In the records that follow, count the lines where the string "truncate" appears, and give the count with nothing added.

━━━ DATASET EXTRACT ━━━

use std::path::Path;
use std::sync::Mutex;

use log::{debug, info};

use crate::cache::PageCache;
use crate::config::{tree_order, StoreConfig, HEADER_PID};
use crate::errors::{Error, Result};
use crate::node::Node;
use crate::pager::Pager;
use crate::value::Value;
use crate::wal::Wal;

#[derive(PartialEq, Copy, Clone, Debug)]
enum State {
    Opened,
    Closed,
    Poisoned,
}

pub(crate) struct Inner {
    pub(crate) pager: Pager,
    pub(crate) cache: PageCache,
    pub(crate) wal: Option<Wal>,
    pub(crate) order: usize,
    pub(crate) min_entries: usize,
    auto_commit: bool,
    state: State,
}

/// A database handle: the pager, page cache, WAL and B-tree bound together.
///
/// Single writer, single reader: every operation runs under one mutex. A
/// second handle on the same file fails with [`Error::AlreadyOpen`]. Pager or
/// WAL failures poison the handle; from then on only [`Store::close`] works.
pub struct Store {
    inner: Mutex<Inner>,
}

impl Store {
    /// Open or create a database at `path`. The WAL lives next to the main
    /// file under the `wal` extension and is recovered before any user
    /// operation. With `in_memory` set, `path` is ignored and both files are
    /// replaced by a buffer with no durability.
    pub fn open<P: AsRef<Path>>(path: P, conf: StoreConfig) -> Result<Store> {
        conf.validate()?;
        if tree_order(conf.page_size, conf.max_key_size, conf.max_value_size) < 3 {
            return Err(Error::ConfigTooTight);
        }
        let inner = if conf.in_memory {
            Inner::open_memory(&conf)?
        } else {
            Inner::open_file(path.as_ref(), &conf)?
        };
        Ok(Store {
            inner: Mutex::new(inner),
        })
    }

    /// Volatile store; same semantics as [`Store::open`] minus durability.
    pub fn in_memory(conf: StoreConfig) -> Result<Store> {
        Store::open(
            "",
            StoreConfig {
                in_memory: true,
                ..conf
            },
        )
    }

    /// Look up a key and decode its value.
    pub fn get(&self, key: &Value) -> Result<Value> {
        self.with(|inner| {
            let key = inner.encode_key(key)?;
            let value = inner.tree_get(&key)?;
            Value::decode(&value)
        })
    }

    /// Insert a key. An existing key fails with [`Error::DuplicateKey`]
    /// unless `override_` is set, in which case the value is replaced.
    pub fn insert(&self, key: &Value, value: &Value, override_: bool) -> Result<()> {
        self.with(|inner| {
            let key = inner.encode_key(key)?;
            let value = inner.encode_value(value)?;
            inner.tree_insert(&key, &value, override_)?;
            inner.autocommit()
        })
    }

    /// Remove a key. Absent keys fail with [`Error::NotFound`].
    pub fn remove(&self, key: &Value) -> Result<()> {
        self.with(|inner| {
            let key = inner.encode_key(key)?;
            inner.tree_remove(&key)?;
            inner.autocommit()
        })
    }

    /// Seal everything dirtied since the last commit into one durable WAL
    /// group. The main file is not touched until [`Store::checkpoint`].
    pub fn commit(&self) -> Result<()> {
        self.with(Inner::commit)
    }

    /// Apply committed WAL pages to the main file and truncate the log.
    pub fn checkpoint(&self) -> Result<()> {
        self.with(Inner::checkpoint)
    }

    /// Commit after every mutating operation (defaults to the config value).
    pub fn set_auto_commit(&self, on: bool) {
        self.inner.lock().unwrap().auto_commit = on;
    }

    /// Walk the whole tree checking its invariants; returns the entry count.
    pub fn verify(&self) -> Result<u64> {
        self.with(Inner::tree_verify)
    }

    /// Commit, checkpoint and mark the handle closed. Poisoned handles skip
    /// the flush: on-disk state stays at the last successful commit. Any
    /// later operation fails with [`Error::Poisoned`].
    pub fn close(&self) -> Result<()> {
        let mut inner = self.inner.lock().unwrap();
        if inner.state != State::Opened {
            inner.state = State::Closed;
            return Ok(());
        }
        let flushed = inner.commit().and_then(|_| inner.checkpoint());
        inner.state = State::Closed;
        flushed
    }

    /// Drop the handle without committing or checkpointing, as a crash
    /// would. Uncommitted changes are lost; the WAL is left for recovery.
    pub fn shutdown(&self) -> Result<()> {
        let mut inner = self.inner.lock().unwrap();
        inner.state = State::Closed;
        Ok(())
    }

    fn with<T>(&self, op: impl FnOnce(&mut Inner) -> Result<T>) -> Result<T> {
        let mut inner = self.inner.lock().unwrap();
        if inner.state != State::Opened {
            return Err(Error::Poisoned);
        }
        let result = op(&mut inner);
        if let Err(err) = &result {
            if err.poisons() {
                inner.state = State::Poisoned;
            }
        }
        result
    }
}

impl Drop for Store {
    fn drop(&mut self) {
        if let Err(err) = self.close() {
            log::error!("close on drop failed: {err}");
        }
    }
}

impl Inner {
    fn open_file(path: &Path, conf: &StoreConfig) -> Result<Inner> {
        let mut pager = Pager::open(path, conf)?;
        let mut wal = Wal::open(&path.with_extension("wal"), pager.page_size)?;
        // recovery runs before the first user operation
        if wal.recover(&mut pager)? {
            pager.reload_meta()?;
        }
        Inner::finish_open(pager, Some(wal), conf)
    }

    fn open_memory(conf: &StoreConfig) -> Result<Inner> {
        Inner::finish_open(Pager::in_memory(conf), None, conf)
    }

    fn finish_open(pager: Pager, wal: Option<Wal>, conf: &StoreConfig) -> Result<Inner> {
        // size caps persisted in the header win over the passed config
        let order = tree_order(
            pager.page_size,
            pager.meta.max_key_size as usize,
            pager.meta.max_value_size as usize,
        );
        if order < 3 {
            return Err(Error::ConfigTooTight);
        }
        let mut inner = Inner {
            cache: PageCache::new(conf.cache_size, pager.page_size),
            pager,
            wal,
            order,
            min_entries: order.div_ceil(2) - 1,
            auto_commit: conf.auto_commit,
            state: State::Opened,
        };
        if inner.pager.meta.root == 0 {
            let root = inner.alloc_page()?;
            inner.put_root_leaf(root)?;
            info!("initialized empty tree, root page {root}");
        }
        Ok(inner)
    }

    fn put_root_leaf(&mut self, pid: u32) -> Result<()> {
        self.cache.put_node(pid, Node::leaf(pid));
        self.pager.meta.root = pid;
        self.pager.meta_dirty = true;
        self.spill_overflow()
    }

    fn encode_key(&self, key: &Value) -> Result<Vec<u8>> {
        let bytes = key.encode();
        let limit = self.pager.meta.max_key_size as usize;
        if bytes.len() > limit {
            return Err(Error::EncodingTooLarge {
                what: "key",
                size: bytes.len(),
                limit,
            });
        }
        Ok(bytes)
    }

    fn encode_value(&self, value: &Value) -> Result<Vec<u8>> {
        let bytes = value.encode();
        let limit = self.pager.meta.max_value_size as usize;
        if bytes.len() > limit {
            return Err(Error::EncodingTooLarge {
                what: "value",
                size: bytes.len(),
                limit,
            });
        }
        Ok(bytes)
    }

    fn autocommit(&mut self) -> Result<()> {
        if self.auto_commit {
            self.commit()
        } else {
            Ok(())
        }
    }

    // Header frame first (page 0 sorts before all), then the dirty set in
    // ascending page order, sealed by one commit record. Nothing touches the
    // main file here. Without a WAL the pages go straight to the backing.
    pub(crate) fn commit(&mut self) -> Result<()> {
        let dirty = self.cache.dirty_images();
        let header = if self.pager.meta_dirty {
            Some(self.pager.header_image())
        } else {
            None
        };
        match &mut self.wal {
            Some(wal) => {
                if dirty.is_empty() && header.is_none() && !wal.has_open_group() {
                    return Ok(());
                }
                if let Some(image) = &header {
                    wal.append_frame(HEADER_PID, image)?;
                }
                for (pid, image) in &dirty {
                    wal.append_frame(*pid, image)?;
                }
                wal.commit()?;
            }
            None => {
                if dirty.is_empty() && header.is_none() {
                    return Ok(());
                }
                if let Some(image) = &header {
                    self.pager.write_page(HEADER_PID, image)?;
                }
                for (pid, image) in &dirty {
                    self.pager.write_page(*pid, image)?;
                }
                self.pager.sync()?;
            }
        }
        self.cache.mark_all_clean();
        self.pager.meta_dirty = false;
        debug!("commit: {} dirty pages sealed", dirty.len());
        Ok(())
    }

    // Apply the latest committed image of every logged page to the main
    // file, sync it, then truncate the WAL. Frames of an open group are
    // re-staged as dirty cache entries so the in-progress batch survives.
    pub(crate) fn checkpoint(&mut self) -> Result<()> {
        let Some(wal) = self.wal.as_mut() else {
            return Ok(());
        };
        if wal.is_empty() {
            return Ok(());
        }
        let committed = wal.committed_images()?;
        for (pid, image) in &committed {
            self.pager.write_page(*pid, image)?;
        }
        self.pager.sync()?;
        let tail = wal.uncommitted_images()?;
        wal.reset()?;
        for (pid, image) in tail {
            if !self.cache.contains_dirty(pid) {
                self.cache.put_raw(pid, image);
            }
        }
        self.spill_overflow()?;
        debug!("checkpoint: {} pages applied", committed.len());
        Ok(())
    }
}

#[cfg(test)]
mod tests {
    use super::*;
    use crate::config::PageId;
    use std::collections::HashSet;

    fn small_conf() -> StoreConfig {
        StoreConfig {
            page_size: 512,
            max_key_size: 16,
            max_value_size: 16,
            cache_size: 16,
            in_memory: true,
            ..StoreConfig::default()
        }
    }

    // Every page up to the high-water mark is the header, a tree page, or a
    // free page; no page is claimed twice.
    #[test]
    fn pages_are_fully_accounted_for() {
        let store = Store::in_memory(small_conf()).unwrap();
        for i in 0..500i64 {
            store.insert(&Value::Int(i), &Value::Int(i * i), false).unwrap();
        }
        for i in (0..500i64).step_by(3) {
            store.remove(&Value::Int(i)).unwrap();
        }
        store.commit().unwrap();

        let mut inner = store.inner.lock().unwrap();
        let mut tree_pages = HashSet::new();
        let mut stack = vec![inner.pager.meta.root];
        while let Some(pid) = stack.pop() {
            assert!(tree_pages.insert(pid), "page {pid} linked twice");
            let node = inner.fetch_node(pid).unwrap();
            stack.extend(node.children);
        }
        let mut free_pages = HashSet::new();
        let mut pid = inner.pager.meta.free_head;
        while pid != 0 {
            assert!(free_pages.insert(pid), "free page {pid} linked twice");
            let bytes = inner.read_page_anywhere(pid).unwrap();
            pid = PageId::from_be_bytes(bytes[..4].try_into().unwrap());
        }
        assert!(tree_pages.is_disjoint(&free_pages));
        for pid in 1..inner.pager.meta.page_count {
            assert!(
                tree_pages.contains(&pid) || free_pages.contains(&pid),
                "page {pid} leaked"
            );
        }
    }
}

━━━

* [RESULT OF THE TASK] 2